Saved data entries:

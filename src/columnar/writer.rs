//! Columnar background writer.
//!
//! A producer thread enqueues rows onto a lock-free SPSC ring; one worker
//! thread drains it into the current day's memory-mapped columnar file. The
//! worker rotates files on UTC day boundaries, doubles a file's capacity
//! when the row count reaches it, and periodically refreshes the on-disk
//! header's row count so concurrent readers see a safe lower bound.

use std::fs::{self, File, OpenOptions};
use std::path::PathBuf;
use std::sync::atomic::{AtomicBool, AtomicU64, Ordering};
use std::sync::Arc;
use std::thread::{self, JoinHandle};

use memmap2::{MmapMut, MmapOptions};
use parking_lot::Mutex;

use crate::columnar::header::{ColumnFileHeader, COL_HEADER_SIZE};
use crate::columnar::queue::SpscQueue;
use crate::config::WriterOptions;
use crate::dayfile::{day_from_hour, yyyymmdd_from_day};
use crate::error::{Error, Result};
use crate::schema::Schema;

struct Shared<S: Schema> {
    queue: SpscQueue<S::Row>,
    rows: AtomicU64,
    dropped: AtomicU64,
    stop: AtomicBool,
    running: AtomicBool,
    day_start: AtomicU64,
}

/// Background writer for one product's columnar day files.
///
/// Exactly one thread may call [`Writer::enqueue`]; the worker spawned by
/// [`Writer::start`] is the only consumer. Dropping the writer requests a
/// stop and joins the worker, which drains the queue before exiting.
pub struct Writer<S: Schema> {
    shared: Arc<Shared<S>>,
    opts: WriterOptions,
    worker: Mutex<Option<JoinHandle<()>>>,
}

impl<S: Schema> Writer<S> {
    /// Creates a writer; the worker thread is not spawned until
    /// [`Writer::start`].
    pub fn new(opts: WriterOptions) -> Result<Self> {
        opts.validate()?;
        let shared = Arc::new(Shared {
            queue: SpscQueue::new(opts.queue_capacity),
            rows: AtomicU64::new(0),
            dropped: AtomicU64::new(0),
            stop: AtomicBool::new(false),
            running: AtomicBool::new(false),
            day_start: AtomicU64::new(u64::MAX),
        });
        Ok(Self { shared, opts, worker: Mutex::new(None) })
    }

    /// Spawns the worker thread. A no-op when it is already running.
    pub fn start(&self) -> Result<()> {
        let mut slot = self.worker.lock();
        if slot.is_some() {
            return Ok(());
        }
        self.shared.stop.store(false, Ordering::Release);
        self.shared.running.store(true, Ordering::Release);

        let shared = Arc::clone(&self.shared);
        let opts = self.opts.clone();
        let handle = thread::Builder::new()
            .name("tickstore-writer".into())
            .spawn(move || run_worker::<S>(shared, opts))?;
        *slot = Some(handle);
        Ok(())
    }

    /// Enqueues one row without blocking.
    ///
    /// Returns `false` when the queue is full; the row is not stored and the
    /// producer decides whether to retry or drop.
    pub fn enqueue(&self, row: S::Row) -> bool {
        self.shared.queue.push(row).is_ok()
    }

    /// Requests shutdown; the worker drains the queue before exiting.
    pub fn stop(&self) {
        self.shared.stop.store(true, Ordering::Release);
    }

    /// Waits for the worker thread to exit.
    pub fn join(&self) {
        if let Some(handle) = self.worker.lock().take() {
            let _ = handle.join();
        }
    }

    /// True while the worker loop is running.
    pub fn is_running(&self) -> bool {
        self.shared.running.load(Ordering::Acquire)
    }

    /// Rows written into the current day file.
    pub fn rows(&self) -> u64 {
        self.shared.rows.load(Ordering::Acquire)
    }

    /// Rows the worker had to drop (failed rotation or growth).
    pub fn dropped(&self) -> u64 {
        self.shared.dropped.load(Ordering::Relaxed)
    }

    /// UTC day start of the current day file, if one is open.
    pub fn day_start(&self) -> Option<u64> {
        match self.shared.day_start.load(Ordering::Acquire) {
            u64::MAX => None,
            day => Some(day),
        }
    }
}

impl<S: Schema> Drop for Writer<S> {
    fn drop(&mut self) {
        self.stop();
        self.join();
    }
}

struct OpenColFile {
    file: File,
    path: PathBuf,
    map: MmapMut,
    header: ColumnFileHeader,
}

impl OpenColFile {
    fn open<S: Schema>(opts: &WriterOptions, day_start: u64) -> Result<Self> {
        let capacity = opts.rows_per_hr * 2;
        let date = yyyymmdd_from_day(day_start)
            .ok_or_else(|| Error::invalid_argument(format!("bad day start {}", day_start)))?;

        let dir = opts.base_dir.join(&opts.product);
        fs::create_dir_all(&dir)?;
        let path = dir.join(format!("{:08}.bin", date));

        let file = OpenOptions::new()
            .read(true)
            .write(true)
            .create(true)
            .open(&path)
            .map_err(|e| Error::open_failed(format!("{}: {}", path.display(), e)))?;

        let header = ColumnFileHeader::new::<S>(&opts.product, day_start, capacity);
        file.set_len(header.file_bytes())
            .map_err(|e| Error::allocate_failed(format!("{}: {}", path.display(), e)))?;

        let mut map = unsafe { MmapOptions::new().map_mut(&file) }
            .map_err(|e| Error::open_failed(format!("mmap {}: {}", path.display(), e)))?;

        header.encode(&mut map);
        map.flush_range(0, COL_HEADER_SIZE)?;

        log::info!(
            "[writer:{}] opened {} (capacity {} rows)",
            date,
            path.display(),
            capacity
        );
        Ok(Self { file, path, map, header })
    }

    /// Doubles the file's row capacity. Capacity changes move every column's
    /// offset, so the already-written column contents are relocated highest
    /// column first; a higher column's new region never overlaps a lower
    /// column's old one, and within a column the copy is a `memmove`.
    ///
    /// The header keeps the old geometry until the resize and remap have
    /// both succeeded, so a failed growth leaves the open file and mapping
    /// exactly as they were and the next attempt starts from a clean state.
    fn grow<S: Schema>(&mut self) -> Result<()> {
        let old_capacity = self.header.capacity;
        let new_capacity = old_capacity * 2;
        log::info!(
            "[writer] growing {} capacity {} -> {}",
            self.path.display(),
            old_capacity,
            new_capacity
        );

        let mut new_off = Vec::with_capacity(S::COLS);
        let mut end = COL_HEADER_SIZE as u64;
        for c in 0..S::COLS {
            new_off.push(end);
            end += new_capacity * S::col_size(c) as u64;
        }

        self.map.flush()?;
        self.file
            .set_len(end)
            .map_err(|e| Error::allocate_failed(format!("{}: {}", self.path.display(), e)))?;
        let map = unsafe { MmapOptions::new().map_mut(&self.file) }
            .map_err(|e| Error::remap_failed(format!("{}: {}", self.path.display(), e)))?;
        self.map = map;

        // Both fallible calls are done; commit the new geometry.
        let old_off = std::mem::replace(&mut self.header.col_off, new_off);
        self.header.capacity = new_capacity;

        let rows = self.header.rows;
        for c in (0..S::COLS).rev() {
            let bytes = (rows * S::col_size(c) as u64) as usize;
            if bytes == 0 {
                continue;
            }
            let src = old_off[c] as usize;
            let dst = self.header.col_off[c] as usize;
            self.map.copy_within(src..src + bytes, dst);
        }

        self.header.encode(&mut self.map);
        self.map.flush_range(0, COL_HEADER_SIZE)?;
        Ok(())
    }

    fn update_rows(&mut self, rows: u64) -> Result<()> {
        self.header.rows = rows;
        self.header.encode(&mut self.map);
        self.map.flush_range(0, COL_HEADER_SIZE)?;
        Ok(())
    }

    fn close(mut self, rows: u64) {
        if let Err(e) = self.update_rows(rows) {
            log::warn!(
                "[writer] header update on close of {} failed: {}",
                self.path.display(),
                e
            );
        }
        log::info!("[writer] closed {} ({} rows)", self.path.display(), rows);
        let _ = self.file.sync_data();
    }
}

fn run_worker<S: Schema>(shared: Arc<Shared<S>>, opts: WriterOptions) {
    let mut file: Option<OpenColFile> = None;
    let mut current_day: Option<u64> = None;
    let mut since_sync: u32 = 0;

    loop {
        if shared.stop.load(Ordering::Acquire) && shared.queue.is_empty() {
            break;
        }
        let Some(row) = shared.queue.pop() else {
            thread::yield_now();
            continue;
        };

        let day = day_from_hour(S::hour_from_row(&row));
        if current_day != Some(day) {
            if let Some(prev) = file.take() {
                let rows = shared.rows.load(Ordering::Acquire);
                prev.close(rows);
            }
            shared.rows.store(0, Ordering::Release);
            current_day = Some(day);

            match OpenColFile::open::<S>(&opts, day) {
                Ok(f) => {
                    file = Some(f);
                    shared.day_start.store(day, Ordering::Release);
                }
                Err(e) => {
                    log::warn!("[writer] rotation to day {} failed: {}", day, e);
                    shared.dropped.fetch_add(1, Ordering::Relaxed);
                    continue;
                }
            }
        }
        let Some(open) = file.as_mut() else {
            // Rotation already failed for this day.
            shared.dropped.fetch_add(1, Ordering::Relaxed);
            continue;
        };

        let idx = shared.rows.fetch_add(1, Ordering::AcqRel);
        if idx >= open.header.capacity {
            open.header.rows = idx;
            if let Err(e) = open.grow::<S>() {
                log::warn!("[writer] growing {} failed: {}", open.path.display(), e);
                shared.rows.store(open.header.capacity, Ordering::Release);
                shared.dropped.fetch_add(1, Ordering::Relaxed);
                continue;
            }
        }

        S::scatter(&row, &mut open.map, &open.header.col_off, idx);

        if opts.fsync_every_rows > 0 {
            since_sync += 1;
            if since_sync >= opts.fsync_every_rows {
                let rows = shared.rows.load(Ordering::Acquire);
                if let Err(e) = open.update_rows(rows) {
                    log::warn!("[writer] header refresh failed: {}", e);
                }
                since_sync = 0;
            }
        }
    }

    if let Some(open) = file.take() {
        let rows = shared.rows.load(Ordering::Acquire);
        open.close(rows);
    }
    shared.running.store(false, Ordering::Release);
}

#[cfg(test)]
mod tests {
    use super::*;
    use crate::schema::{L2Row, L2Schema};

    fn row(i: u32) -> L2Row {
        L2Row { ts_ns: i as u64 * 1_000_000_000, price: 10_000 + i, qty: 1.0, side: (i & 1) as u8 }
    }

    #[test]
    fn test_enqueue_full_queue_returns_false() {
        let opts = WriterOptions::new("/tmp/tickstore-unused", "TEST").queue_capacity(2);
        let writer = Writer::<L2Schema>::new(opts).unwrap();

        // Worker not started, so the queue fills up.
        assert!(writer.enqueue(row(0)));
        assert!(writer.enqueue(row(1)));
        assert!(!writer.enqueue(row(2)));
    }

    /// Opens a day file for 1970-01-01 and fills it to capacity.
    fn open_full_file(dir: &std::path::Path) -> OpenColFile {
        let opts = WriterOptions::new(dir, "TEST").rows_per_hr(4).queue_capacity(64);
        let mut open = OpenColFile::open::<L2Schema>(&opts, 0).unwrap();
        let capacity = open.header.capacity;
        for i in 0..capacity {
            L2Schema::scatter(&row(i as u32), &mut open.map, &open.header.col_off, i);
        }
        open.header.rows = capacity;
        open
    }

    #[test]
    fn test_failed_allocate_on_grow_keeps_old_geometry() {
        let dir = tempfile::tempdir().unwrap();
        let mut open = open_full_file(dir.path());
        let path = open.path.clone();

        let old_capacity = open.header.capacity;
        let old_off = open.header.col_off.clone();
        let file_len = open.file.metadata().unwrap().len();

        // A read-only descriptor makes the resize fail.
        let rw = std::mem::replace(&mut open.file, File::open(&path).unwrap());
        let err = open.grow::<L2Schema>().unwrap_err();
        assert!(matches!(err, Error::AllocateFailed(_)));

        // Nothing committed: the capacity (which the worker clamps its row
        // counter to on this failure) and offsets still describe the file on
        // disk, and every row reads back through them.
        assert_eq!(open.header.capacity, old_capacity);
        assert_eq!(open.header.col_off, old_off);
        assert_eq!(open.file.metadata().unwrap().len(), file_len);
        for i in 0..old_capacity {
            assert_eq!(L2Schema::gather(&open.map, &open.header.col_off, i), row(i as u32));
        }

        // A retry with a healthy descriptor succeeds and relocates the rows.
        open.file = rw;
        open.grow::<L2Schema>().unwrap();
        assert_eq!(open.header.capacity, old_capacity * 2);
        let disk = ColumnFileHeader::decode::<L2Schema>(&open.map).unwrap();
        assert_eq!(disk.capacity, old_capacity * 2);
        for i in 0..old_capacity {
            assert_eq!(L2Schema::gather(&open.map, &open.header.col_off, i), row(i as u32));
        }
    }

    #[test]
    fn test_failed_remap_on_grow_keeps_old_geometry() {
        let dir = tempfile::tempdir().unwrap();
        let mut open = open_full_file(dir.path());
        let path = open.path.clone();

        let old_capacity = open.header.capacity;
        let old_off = open.header.col_off.clone();

        // A write-only descriptor lets the resize through but fails the map.
        let rw = std::mem::replace(
            &mut open.file,
            OpenOptions::new().write(true).open(&path).unwrap(),
        );
        let err = open.grow::<L2Schema>().unwrap_err();
        assert!(matches!(err, Error::RemapFailed(_)));

        // The old mapping stays live and the header still describes it.
        assert_eq!(open.header.capacity, old_capacity);
        assert_eq!(open.header.col_off, old_off);
        for i in 0..old_capacity {
            assert_eq!(L2Schema::gather(&open.map, &open.header.col_off, i), row(i as u32));
        }

        open.file = rw;
        open.grow::<L2Schema>().unwrap();
        assert_eq!(open.header.capacity, old_capacity * 2);
        for i in 0..old_capacity {
            assert_eq!(L2Schema::gather(&open.map, &open.header.col_off, i), row(i as u32));
        }
    }

    #[test]
    fn test_writer_drains_on_drop() {
        let dir = tempfile::tempdir().unwrap();
        let opts = WriterOptions::new(dir.path(), "TEST").rows_per_hr(64).queue_capacity(1024);
        let writer = Writer::<L2Schema>::new(opts).unwrap();
        writer.start().unwrap();

        for i in 0..100 {
            assert!(writer.enqueue(row(i)));
        }
        drop(writer);

        let path = dir.path().join("TEST").join("19700101.bin");
        assert!(path.exists());
        let data = fs::read(&path).unwrap();
        let hdr = ColumnFileHeader::decode::<L2Schema>(&data).unwrap();
        assert_eq!(hdr.rows, 100);
    }
}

Work required:
Begin at the first line of the entries above and copy every line exactly, ending with the line that contains "use parking_lot::Mutex;".

Solution:
filename src/columnar/writer.rs
//! Columnar background writer.
//!
//! A producer thread enqueues rows onto a lock-free SPSC ring; one worker
//! thread drains it into the current day's memory-mapped columnar file. The
//! worker rotates files on UTC day boundaries, doubles a file's capacity
//! when the row count reaches it, and periodically refreshes the on-disk
//! header's row count so concurrent readers see a safe lower bound.

use std::fs::{self, File, OpenOptions};
use std::path::PathBuf;
use std::sync::atomic::{AtomicBool, AtomicU64, Ordering};
use std::sync::Arc;
use std::thread::{self, JoinHandle};

use memmap2::{MmapMut, MmapOptions};
use parking_lot::Mutex;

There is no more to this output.